The number of unlawful entries for Nepalis over recent years is as follows: fiscal year 2025 recorded 740 entries in October and November. Fiscal year 2024 had the highest number, with 3,690, followed by 3,140 in fiscal year 2023.

In earlier years, the numbers were 1,490 in fiscal year 2022 and 420 in fiscal year 2021. During the previous Trump administration, from 2017 to 2020, the numbers were 650, 720, 340, and 140, respectively.
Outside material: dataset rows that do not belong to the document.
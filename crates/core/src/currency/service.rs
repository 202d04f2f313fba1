//! Money converter service.
//!
//! This module provides the main service interface for currency operations:
//! rate lookup against a `RateTable` and conversion of `Money` values.

use fxconv_shared::{ConversionConfig, ConversionRequest, Money, types::NANOS_PER_UNIT};
use rust_decimal::Decimal;
use tracing::{debug, warn};

use super::conversion::apply_rate;
use super::error::CurrencyError;
use super::rates::RateTable;

/// Converts money between currencies known to a rate table.
///
/// Holds only a shared reference to the table, so it is cheap to copy and
/// safe to use from any number of threads.
#[derive(Debug, Clone, Copy)]
pub struct MoneyConverter<'a> {
    rates: &'a RateTable,
    config: ConversionConfig,
}

impl Default for MoneyConverter<'static> {
    fn default() -> Self {
        Self::new(RateTable::snapshot(), ConversionConfig::default())
    }
}

impl<'a> MoneyConverter<'a> {
    /// Creates a converter over `rates`.
    #[must_use]
    pub const fn new(rates: &'a RateTable, config: ConversionConfig) -> Self {
        Self { rates, config }
    }

    /// Rate table used by this converter.
    #[must_use]
    pub const fn rates(&self) -> &'a RateTable {
        self.rates
    }

    /// Returns how many units of `to` equal one unit of `from`.
    pub fn rate(&self, from: &str, to: &str) -> Result<Decimal, CurrencyError> {
        self.rates.rate(from, to)
    }

    /// Converts `from` into `to_code`.
    ///
    /// Both currency codes are resolved before any arithmetic happens, so an
    /// unknown code never produces a partial result.
    ///
    /// # Example
    ///
    /// ```
    /// use fxconv_core::currency::MoneyConverter;
    /// use fxconv_shared::Money;
    ///
    /// let converter = MoneyConverter::default();
    /// let usd = converter.convert(&Money::new(10, 500_000_000, "EUR"), "USD").unwrap();
    /// assert_eq!(usd, Money::new(11, 337_900_001, "USD"));
    /// ```
    pub fn convert(&self, from: &Money, to_code: &str) -> Result<Money, CurrencyError> {
        let rate = self
            .rates
            .rate(&from.currency_code, to_code)
            .inspect_err(|err| {
                warn!(
                    error = %err,
                    from = %from.currency_code,
                    to = %to_code,
                    "Rate lookup failed"
                );
            })?;

        if self.config.strict_amounts {
            check_amount(from).inspect_err(|err| warn!(error = %err, "Rejected amount"))?;
        }

        let (units, nanos) = apply_rate(from.units, from.nanos, rate)?;
        let converted = Money::new(units, nanos, to_code);

        debug!(from = %from, to = %converted, %rate, "Converted amount");

        Ok(converted)
    }

    /// Converts the amount described by `request`.
    pub fn convert_request(&self, request: &ConversionRequest) -> Result<Money, CurrencyError> {
        self.convert(&request.from, &request.to_code)
    }
}

fn check_amount(money: &Money) -> Result<(), CurrencyError> {
    if money.is_normalized() {
        return Ok(());
    }

    let reason = if money.nanos.unsigned_abs() >= NANOS_PER_UNIT.unsigned_abs() {
        "nanos magnitude must be below 1_000_000_000"
    } else {
        "nanos sign disagrees with units"
    };

    Err(CurrencyError::InvalidAmount {
        units: money.units,
        nanos: money.nanos,
        reason,
    })
}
Prior to that, fiscal years 2014, 2015, and 2016 saw 470, 410, and 550 entries, respectively.

Ramesh Shrestha, an immigration attorney in New York. (Photo courtesy of Khasokhas)

New York-based immigration attorney Ramesh Shrestha called the BIA decision in Matter of Jonathan Javier Yajure Hurtado (BIA September 5, 2025) “the last nail in the coffin on the issue of whether an immigration judge has the authority under the INA to hear a request for a bond.” He explained that while restrictions on a judge’s authority began with the 2019 AG decision in Matter of M-S-, this new ruling “strips Immigration Judges of their entire authority to hear a bond hearing” regardless of how long the respondent has been in the U.S.

According to Shrestha, anyone who entered the U.S. without inspection is considered an “applicant for admission” and is therefore “subject to mandatory detention throughout removal proceedings under INA section 235.” He emphasized that this applies regardless of the length of their presence in the country.

Shrestha highlighted that the BIA’s new decision “carefully nullifies its own decision” in Matter of Akhmedov, which had previously held that immigration judges did have the authority to hear bond requests for detained respondents. With the BIA’s decision, the “only authority to release a detained respondent pending removal proceedings… solely rests with DHS.” He said this point by stating that in light of the suspension of DHS’s “catch and release” policy, “getting released on parole by DHS is almost nonexistent.”